* _Recorded data_
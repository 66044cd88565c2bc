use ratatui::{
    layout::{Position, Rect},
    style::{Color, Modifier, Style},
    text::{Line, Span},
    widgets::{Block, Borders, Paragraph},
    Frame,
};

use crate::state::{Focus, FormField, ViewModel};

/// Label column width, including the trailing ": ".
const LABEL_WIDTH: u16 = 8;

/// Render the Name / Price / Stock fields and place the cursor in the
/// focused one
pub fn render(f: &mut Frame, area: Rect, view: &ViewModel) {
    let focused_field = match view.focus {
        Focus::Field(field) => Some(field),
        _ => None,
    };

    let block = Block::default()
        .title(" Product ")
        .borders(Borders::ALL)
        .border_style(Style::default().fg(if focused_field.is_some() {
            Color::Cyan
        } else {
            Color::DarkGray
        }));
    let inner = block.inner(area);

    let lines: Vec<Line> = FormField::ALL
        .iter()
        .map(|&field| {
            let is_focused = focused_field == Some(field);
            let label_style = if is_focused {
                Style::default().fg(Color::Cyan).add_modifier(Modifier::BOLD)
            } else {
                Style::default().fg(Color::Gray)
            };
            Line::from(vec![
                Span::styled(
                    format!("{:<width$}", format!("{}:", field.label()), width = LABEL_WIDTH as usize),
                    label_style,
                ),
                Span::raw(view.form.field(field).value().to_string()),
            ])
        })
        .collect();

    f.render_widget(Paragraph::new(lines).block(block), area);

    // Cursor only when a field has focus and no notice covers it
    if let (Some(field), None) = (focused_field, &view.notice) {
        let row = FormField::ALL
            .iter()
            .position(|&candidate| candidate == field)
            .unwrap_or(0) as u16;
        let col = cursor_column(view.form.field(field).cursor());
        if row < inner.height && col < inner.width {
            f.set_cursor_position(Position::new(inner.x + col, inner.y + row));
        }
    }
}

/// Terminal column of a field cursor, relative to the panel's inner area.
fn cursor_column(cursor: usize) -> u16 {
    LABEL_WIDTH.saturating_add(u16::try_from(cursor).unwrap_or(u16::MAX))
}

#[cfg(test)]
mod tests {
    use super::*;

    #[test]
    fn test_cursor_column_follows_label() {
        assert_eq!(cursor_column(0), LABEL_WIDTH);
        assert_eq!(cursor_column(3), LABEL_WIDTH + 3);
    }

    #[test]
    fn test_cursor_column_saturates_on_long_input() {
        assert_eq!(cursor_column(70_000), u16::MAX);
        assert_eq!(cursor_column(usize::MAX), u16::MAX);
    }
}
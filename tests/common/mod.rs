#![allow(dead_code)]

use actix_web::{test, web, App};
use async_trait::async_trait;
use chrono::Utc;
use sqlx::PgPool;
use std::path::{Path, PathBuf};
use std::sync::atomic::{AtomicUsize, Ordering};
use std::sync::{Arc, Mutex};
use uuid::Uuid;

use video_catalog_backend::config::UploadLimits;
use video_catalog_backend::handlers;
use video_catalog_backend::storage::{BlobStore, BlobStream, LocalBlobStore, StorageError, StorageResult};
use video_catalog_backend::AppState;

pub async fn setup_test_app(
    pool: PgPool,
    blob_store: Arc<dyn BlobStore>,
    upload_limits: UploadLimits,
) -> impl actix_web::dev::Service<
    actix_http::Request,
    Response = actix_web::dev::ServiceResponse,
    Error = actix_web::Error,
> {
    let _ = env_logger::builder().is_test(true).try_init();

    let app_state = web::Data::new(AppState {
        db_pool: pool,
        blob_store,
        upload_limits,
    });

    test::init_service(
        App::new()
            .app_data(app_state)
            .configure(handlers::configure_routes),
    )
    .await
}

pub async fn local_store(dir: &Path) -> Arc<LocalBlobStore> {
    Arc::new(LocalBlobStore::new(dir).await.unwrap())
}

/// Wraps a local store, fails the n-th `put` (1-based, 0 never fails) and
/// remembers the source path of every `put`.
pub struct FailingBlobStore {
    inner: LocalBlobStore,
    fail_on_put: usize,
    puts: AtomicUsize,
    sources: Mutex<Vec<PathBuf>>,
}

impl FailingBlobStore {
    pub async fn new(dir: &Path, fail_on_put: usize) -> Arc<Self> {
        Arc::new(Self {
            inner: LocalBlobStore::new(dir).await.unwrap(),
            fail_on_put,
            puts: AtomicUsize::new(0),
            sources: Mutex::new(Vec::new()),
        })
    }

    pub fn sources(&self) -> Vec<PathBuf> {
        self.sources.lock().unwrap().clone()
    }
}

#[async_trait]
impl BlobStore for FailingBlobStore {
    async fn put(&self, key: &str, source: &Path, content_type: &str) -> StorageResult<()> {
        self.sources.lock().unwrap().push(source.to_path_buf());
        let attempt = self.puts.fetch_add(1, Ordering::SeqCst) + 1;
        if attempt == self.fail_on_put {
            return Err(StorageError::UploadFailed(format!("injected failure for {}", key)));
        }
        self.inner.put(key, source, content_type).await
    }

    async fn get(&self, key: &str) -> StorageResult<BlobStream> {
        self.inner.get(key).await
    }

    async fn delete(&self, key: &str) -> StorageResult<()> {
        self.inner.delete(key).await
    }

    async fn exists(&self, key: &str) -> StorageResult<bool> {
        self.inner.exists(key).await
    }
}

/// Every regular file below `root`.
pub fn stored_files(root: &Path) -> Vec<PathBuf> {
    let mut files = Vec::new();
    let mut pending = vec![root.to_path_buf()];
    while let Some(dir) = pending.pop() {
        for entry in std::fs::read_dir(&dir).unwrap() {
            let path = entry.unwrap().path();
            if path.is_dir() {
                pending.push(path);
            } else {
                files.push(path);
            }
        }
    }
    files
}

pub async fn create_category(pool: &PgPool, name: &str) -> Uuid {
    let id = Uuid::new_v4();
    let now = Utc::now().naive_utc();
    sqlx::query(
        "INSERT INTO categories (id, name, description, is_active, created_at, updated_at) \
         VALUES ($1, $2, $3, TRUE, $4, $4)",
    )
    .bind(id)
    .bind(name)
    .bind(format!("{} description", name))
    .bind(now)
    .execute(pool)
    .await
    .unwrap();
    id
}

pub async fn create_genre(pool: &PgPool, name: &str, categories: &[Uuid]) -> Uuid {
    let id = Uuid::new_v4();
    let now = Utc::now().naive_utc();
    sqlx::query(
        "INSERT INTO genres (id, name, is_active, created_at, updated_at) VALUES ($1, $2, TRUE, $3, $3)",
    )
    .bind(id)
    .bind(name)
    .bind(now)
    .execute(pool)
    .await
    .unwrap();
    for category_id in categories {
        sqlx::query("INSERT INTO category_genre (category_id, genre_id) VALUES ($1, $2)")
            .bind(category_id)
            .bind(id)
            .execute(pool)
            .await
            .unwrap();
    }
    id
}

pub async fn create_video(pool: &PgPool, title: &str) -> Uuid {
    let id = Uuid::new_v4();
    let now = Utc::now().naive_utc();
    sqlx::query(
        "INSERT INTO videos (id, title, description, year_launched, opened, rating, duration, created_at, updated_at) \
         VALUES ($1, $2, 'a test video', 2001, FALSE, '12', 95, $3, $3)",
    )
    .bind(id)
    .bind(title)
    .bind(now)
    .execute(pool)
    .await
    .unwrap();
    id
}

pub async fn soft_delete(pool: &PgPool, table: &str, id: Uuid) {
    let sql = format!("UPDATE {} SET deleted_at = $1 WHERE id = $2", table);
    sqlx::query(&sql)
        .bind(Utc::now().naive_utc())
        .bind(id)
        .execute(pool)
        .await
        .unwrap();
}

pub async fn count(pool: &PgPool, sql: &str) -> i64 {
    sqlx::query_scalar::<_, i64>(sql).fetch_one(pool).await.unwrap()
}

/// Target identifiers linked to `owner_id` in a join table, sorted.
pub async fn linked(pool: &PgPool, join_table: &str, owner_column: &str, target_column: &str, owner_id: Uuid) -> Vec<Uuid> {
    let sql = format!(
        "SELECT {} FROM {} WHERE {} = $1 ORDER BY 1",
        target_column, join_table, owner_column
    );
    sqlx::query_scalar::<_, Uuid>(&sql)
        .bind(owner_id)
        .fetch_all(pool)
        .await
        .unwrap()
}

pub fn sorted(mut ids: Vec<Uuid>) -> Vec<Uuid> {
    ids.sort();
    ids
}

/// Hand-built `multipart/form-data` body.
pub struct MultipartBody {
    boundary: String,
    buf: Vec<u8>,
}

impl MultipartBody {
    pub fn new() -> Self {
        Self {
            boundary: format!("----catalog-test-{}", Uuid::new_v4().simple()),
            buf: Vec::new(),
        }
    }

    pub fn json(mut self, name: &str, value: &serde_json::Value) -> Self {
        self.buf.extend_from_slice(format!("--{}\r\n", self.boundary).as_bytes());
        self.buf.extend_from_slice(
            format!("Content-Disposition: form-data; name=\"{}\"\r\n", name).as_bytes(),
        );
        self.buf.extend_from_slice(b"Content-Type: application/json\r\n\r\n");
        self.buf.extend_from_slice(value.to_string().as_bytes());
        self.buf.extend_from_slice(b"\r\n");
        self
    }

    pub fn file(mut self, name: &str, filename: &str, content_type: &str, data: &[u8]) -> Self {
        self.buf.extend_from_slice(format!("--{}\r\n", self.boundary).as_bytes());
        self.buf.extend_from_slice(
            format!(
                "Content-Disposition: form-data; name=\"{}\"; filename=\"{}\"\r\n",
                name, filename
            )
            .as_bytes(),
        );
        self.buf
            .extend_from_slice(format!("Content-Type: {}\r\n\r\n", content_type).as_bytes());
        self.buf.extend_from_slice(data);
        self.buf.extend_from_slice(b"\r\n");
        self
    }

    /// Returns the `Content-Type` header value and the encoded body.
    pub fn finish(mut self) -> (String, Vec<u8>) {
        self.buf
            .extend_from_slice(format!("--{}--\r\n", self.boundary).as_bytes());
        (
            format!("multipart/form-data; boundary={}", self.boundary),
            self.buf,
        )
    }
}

* _What to produce_
When a line contains the string "json", copy it from the records.

* _Solution_
    pub fn json(mut self, name: &str, value: &serde_json::Value) -> Self {
        self.buf.extend_from_slice(b"Content-Type: application/json\r\n\r\n");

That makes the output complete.